[Records from a data collection]
-- -- --

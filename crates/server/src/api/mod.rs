pub mod health;
pub mod invoices;

pub use health::health_check;
pub use invoices::{download_pdf, get_invoice, save_invoice, save_invoice_multipart};
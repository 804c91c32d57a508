use serde::{Deserialize, Deserializer, Serialize, de};

/// An opaque RGB color.
#[derive(Serialize, Debug, Copy, Clone, PartialEq, Eq, Hash)]
pub struct Color {
    pub r: u8,
    pub g: u8,
    pub b: u8,
}

impl Default for Color {
    fn default() -> Self {
        Self { r: 0, g: 0, b: 0 }
    }
}

impl Color {
    pub const fn new(r: u8, g: u8, b: u8) -> Self {
        Self { r, g, b }
    }

    pub const fn gray(value: u8) -> Self {
        Self { r: value, g: value, b: value }
    }

    /// Parse a hex color string (#RGB or #RRGGBB format)
    pub fn parse_hex(s: &str) -> Result<Color, String> {
        let s = s.trim();
        if !s.starts_with('#') {
            return Err(format!("Color must start with #, got: {}", s));
        }
        let hex = &s[1..];

        match hex.len() {
            3 => {
                // #RGB format - expand each digit
                let r = u8::from_str_radix(&hex[0..1].repeat(2), 16)
                    .map_err(|e| format!("Invalid red component: {}", e))?;
                let g = u8::from_str_radix(&hex[1..2].repeat(2), 16)
                    .map_err(|e| format!("Invalid green component: {}", e))?;
                let b = u8::from_str_radix(&hex[2..3].repeat(2), 16)
                    .map_err(|e| format!("Invalid blue component: {}", e))?;
                Ok(Color { r, g, b })
            }
            6 => {
                // #RRGGBB format
                let r = u8::from_str_radix(&hex[0..2], 16)
                    .map_err(|e| format!("Invalid red component: {}", e))?;
                let g = u8::from_str_radix(&hex[2..4], 16)
                    .map_err(|e| format!("Invalid green component: {}", e))?;
                let b = u8::from_str_radix(&hex[4..6], 16)
                    .map_err(|e| format!("Invalid blue component: {}", e))?;
                Ok(Color { r, g, b })
            }
            _ => Err(format!(
                "Invalid hex color length: expected 3 or 6, got {}",
                hex.len()
            )),
        }
    }
}

impl<'de> Deserialize<'de> for Color {
    fn deserialize<D>(deserializer: D) -> Result<Self, D::Error>
    where
        D: Deserializer<'de>,
    {
        #[derive(Deserialize)]
        #[serde(untagged)]
        enum ColorDef {
            Str(String),
            Map { r: u8, g: u8, b: u8 },
        }

        match ColorDef::deserialize(deserializer)? {
            ColorDef::Str(s) => Self::parse_hex(&s).map_err(de::Error::custom),
            ColorDef::Map { r, g, b } => Ok(Color { r, g, b }),
        }
    }
}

-- -- --

When a line in the records above contains the word "value", copy it.

    pub const fn gray(value: u8) -> Self {
        Self { r: value, g: value, b: value }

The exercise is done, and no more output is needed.